Un après-midi je descends au village et je croise un monsieur qui m’arrête tout de suite. « Ah ! C’est vous le texte sur les lavoirs ! C’était magnifique ! Merci, vous avez tellement décrit ce que c’était… et vous n’avez pas connu ce temps-là… c’est parce que vous êtes une femme ! » Je le remercie, mais je lui dis que non, ce n’est pas parce que je suis une femme. Il insiste. Il croit me faire plaisir. Je lui dis que personne n’a mieux décrit les lavoirs qu’Émile Zola. « Ah non… ». Je laisse filer. Je lui souris comme à un grand-père qui vient de dire une énormité mais à qui on n’en veut pas, parce qu’il est trop tard et qu’il serait inutile d’essayer de casser une vision du monde sur laquelle il a bâti toute sa vie. 
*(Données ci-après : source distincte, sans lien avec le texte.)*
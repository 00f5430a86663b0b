// SPDX-License-Identifier: BUSL-1.1
// Copyright (c) 2026 Alfred Jean LLC

//! Router and bridge configuration
//!
//! Loaded from TOML; every field has a default so an empty file is valid:
//!
//! ```toml
//! [router]
//! default_priority = 100
//! unhandled = "log"
//!
//! [bridge]
//! queue_capacity = 1024
//! thread_name = "relay-bridge"
//! ```

use serde::{Deserialize, Serialize};
use std::path::{Path, PathBuf};
use thiserror::Error;

pub const DEFAULT_PRIORITY: i32 = 100;
pub const DEFAULT_QUEUE_CAPACITY: usize = 1024;
pub const DEFAULT_THREAD_NAME: &str = "relay-bridge";

#[derive(Debug, Error)]
pub enum ConfigError {
    #[error("failed to read {}: {source}", path.display())]
    Io {
        path: PathBuf,
        #[source]
        source: std::io::Error,
    },
    #[error("invalid config: {0}")]
    Parse(#[from] toml::de::Error),
    #[error("invalid config: {0}")]
    Invalid(String),
}

/// What happens when a background handler fails before anyone joins
#[derive(Debug, Clone, Copy, Default, PartialEq, Eq, Serialize, Deserialize)]
#[serde(rename_all = "lowercase")]
pub enum UnhandledPolicy {
    /// Log a warning as soon as the failure happens; `join` still reports it
    #[default]
    Log,
    /// Keep the failure for `join` only
    Silent,
}

#[derive(Debug, Clone, PartialEq, Eq, Serialize, Deserialize)]
#[serde(default)]
pub struct RouterConfig {
    /// Priority given to handlers registered without one
    pub default_priority: i32,
    pub unhandled: UnhandledPolicy,
}

impl Default for RouterConfig {
    fn default() -> Self {
        Self {
            default_priority: DEFAULT_PRIORITY,
            unhandled: UnhandledPolicy::default(),
        }
    }
}

#[derive(Debug, Clone, PartialEq, Eq, Serialize, Deserialize)]
#[serde(default)]
pub struct BridgeConfig {
    /// Bound on work queued for the bridge worker
    pub queue_capacity: usize,
    /// Name of the worker thread
    pub thread_name: String,
}

impl Default for BridgeConfig {
    fn default() -> Self {
        Self {
            queue_capacity: DEFAULT_QUEUE_CAPACITY,
            thread_name: DEFAULT_THREAD_NAME.to_string(),
        }
    }
}

#[derive(Debug, Clone, Default, PartialEq, Eq, Serialize, Deserialize)]
#[serde(default)]
pub struct RelayConfig {
    pub router: RouterConfig,
    pub bridge: BridgeConfig,
}

impl RelayConfig {
    pub fn from_toml_str(content: &str) -> Result<Self, ConfigError> {
        let config: Self = toml::from_str(content)?;
        config.validate()?;
        Ok(config)
    }

    pub fn load(path: &Path) -> Result<Self, ConfigError> {
        let content = std::fs::read_to_string(path).map_err(|source| ConfigError::Io {
            path: path.to_path_buf(),
            source,
        })?;
        Self::from_toml_str(&content)
    }

    pub fn validate(&self) -> Result<(), ConfigError> {
        if self.bridge.queue_capacity == 0 {
            return Err(ConfigError::Invalid(
                "bridge.queue_capacity must be greater than zero".to_string(),
            ));
        }
        if self.bridge.thread_name.is_empty() {
            return Err(ConfigError::Invalid(
                "bridge.thread_name must not be empty".to_string(),
            ));
        }
        Ok(())
    }
}

#[cfg(test)]
#[path = "config_tests.rs"]
mod tests;
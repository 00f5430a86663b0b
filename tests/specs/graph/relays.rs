// SPDX-License-Identifier: BUSL-1.1
// Copyright (c) 2026 Alfred Jean LLC

//! Router graph specs
//!
//! Verify broadcast and consume links, fan-out, fan-in and cycle safety.

use crate::prelude::*;

fn router_with(trail: &Trail, label: &str) -> Router {
    let router = Router::builder().name(label).build();
    router.on("evt", trail.sync(label));
    router
}

#[tokio::test]
async fn broadcast_triggers_the_other_router_both_ways() {
    let trail = Trail::new();
    let a = router_with(&trail, "a");
    let b = router_with(&trail, "b");
    a.broadcast_to(&b);

    a.apply("evt", Params::new()).await.unwrap();
    assert_eq!(trail.entries(), vec!["a", "b"]);

    trail.clear();
    b.apply("evt", Params::new()).await.unwrap();
    assert_eq!(trail.entries(), vec!["b", "a"]);
}

#[tokio::test]
async fn relayed_handlers_run_in_priority_order() {
    let trail = Trail::new();
    let a = Router::new();
    let b = Router::new();
    a.on("evt", trail.sync("a100").priority(100));
    b.on("evt", trail.sync("b200").priority(200));
    a.broadcast_to(&b);

    a.apply("evt", Params::new()).await.unwrap();

    assert_eq!(trail.entries(), vec!["b200", "a100"]);
}

#[tokio::test]
async fn consume_only_flows_from_the_source() {
    let trail = Trail::new();
    let source = router_with(&trail, "source");
    let consumer = router_with(&trail, "consumer");
    consumer.consume_from(&source);

    source.apply("evt", Params::new()).await.unwrap();
    assert_eq!(trail.entries(), vec!["source", "consumer"]);

    trail.clear();
    consumer.apply("evt", Params::new()).await.unwrap();
    assert_eq!(trail.entries(), vec!["consumer"]);
}

#[tokio::test]
async fn bidirectional_cycle_runs_each_router_once() {
    let trail = Trail::new();
    let routers: Vec<Router> = ["r0", "r1", "r2", "r3"]
        .iter()
        .map(|label| router_with(&trail, label))
        .collect();
    for (i, router) in routers.iter().enumerate() {
        router.broadcast_to(&routers[(i + 1) % routers.len()]);
    }

    for router in &routers {
        trail.clear();
        let ctx = router.apply("evt", Params::new()).await.unwrap();

        let mut seen = trail.entries();
        seen.sort();
        assert_eq!(seen, vec!["r0", "r1", "r2", "r3"]);
        assert_eq!(ctx.trace().visited().len(), 4);
    }
}

#[tokio::test]
async fn fan_out_and_fan_in() {
    let trail = Trail::new();
    let hub = router_with(&trail, "hub");
    let left = router_with(&trail, "left");
    let right = router_with(&trail, "right");
    let sink = router_with(&trail, "sink");
    left.consume_from(&hub);
    right.consume_from(&hub);
    sink.consume_from(&left);
    sink.consume_from(&right);

    hub.apply("evt", Params::new()).await.unwrap();

    let entries = trail.entries();
    assert_eq!(entries.len(), 4);
    assert_eq!(entries.iter().filter(|e| *e == "sink").count(), 1);
}

#[tokio::test]
async fn relayed_handlers_can_stop_the_chain() {
    let trail = Trail::new();
    let a = Router::new();
    let b = Router::new();
    b.on(
        "evt",
        Handler::sync(|ctx| {
            ctx.stop_with_output("from b");
            Ok(())
        }),
    );
    let c = router_with(&trail, "c");
    b.consume_from(&a);
    c.consume_from(&a);

    let ctx = a.apply("evt", Params::new()).await.unwrap();

    assert_eq!(ctx.output(), Some(&json!("from b")));
    assert!(trail.entries().is_empty());
}

#[test]
fn blocking_dispatch_follows_relays() {
    let trail = Trail::new();
    let a = isolated_router("spec-relay-sync", 16);
    let b = Router::new();
    b.on("evt", trail.future("b-async"));
    a.on("evt", trail.sync("a-sync"));
    a.broadcast_to(&b);

    a.apply_sync("evt", Params::new()).unwrap();

    assert_eq!(trail.entries(), vec!["a-sync", "b-async"]);
}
Je retourne à mes affaires et je rentre. Un goût gênant entre les lèvres. La phrase me reste. « C’est parce que vous êtes une femme… » J’allume la radio. Débat sur l’écologie. Une femme sur le plateau, pour parler de l’éco-féminisme. Un homme pour parler de l’écologie tout court. Je zappe. Débat sur l’Afghanistan. Quatre invités : trois hommes pour parler de rapports de pouvoir, d’économie, de religion. Une femme pour parler… des femmes. J’éteins. Je retourne à mon livre sonore. Je vais bientôt le finir. Pour le prochain, je veux un Zola. Mais il faut trouver la voix qui va me laisser seule avec le texte. Je fouille : Germinal (les mines) La Débâcle (sur l’armée), le Docteur Pascal (sur la science) : lus par des hommes. Au Bonheur des Dames (sur la mode) Thérèse Raquin (sur le couple) Le Rêve (sur l’adolescence) : lus par des femmes. J’éteins tout, et je retourne à mes carnets, à ma guitare, à mon piano. Eux s’en fichent que je sois une femme.

Je ne suis pas une femme qui écrit. Je suis une femme ET j’écris. J’écris comme souffle, comme regard, comme soif. Le regard que je porte sur un lavoir et sur le monde n’a pas de sexe. Je ne décris pas bien les femmes au lavoir parce que je suis une femme. Je décris tout aussi bien ou tout aussi mal des ouvriers sur un chantier. Et puis, les femmes n’étaient qu’une partie de ce texte sur les lavoirs. Ce qui m’émeut le plus dans un lavoir, c’est que c’est un lieu de parole devenu silencieux. J’ai la chance d’aller chercher de l’eau dans un lavoir magnifique. La doyenne du hameau où il se trouve y a bu pendant plus de quatre-vingt dix ans. Depuis deux ans elle est descendue vivre au village. Je suis seule aujourd’hui à boire cette eau. Pourtant un voisin entretient toujours le lavoir, nettoie l’eau au râteau, débroussaille tout autour. Il le fait pou rien, pour le plaisir, pour la mémoire peut-être. J’ai bien l’eau courante. Mais deux fois par semaine on vient me mettre quatre pastilles de clore dans le bassin. Les agents m’ont expliqué qu’avant, ils adaptaient la quantité en fonction de chaque situation, mais depuis qu’ils avaient créé les Com de Com, tout se décide ailleurs, et on leur impose la même quantité pour tout le monde, que l’eau arrive directement d’une source voisine ou passe par trois vallées. Tant pis. Ou tant mieux. Deux fois par semaine j’ai rendez-vous avec cet écrin d’immobilité et de silence. Un bâtiment inutile qui accueille tout ce qu’on veut bien y déposer. Les envies, les rêves, les regrets. Les prières.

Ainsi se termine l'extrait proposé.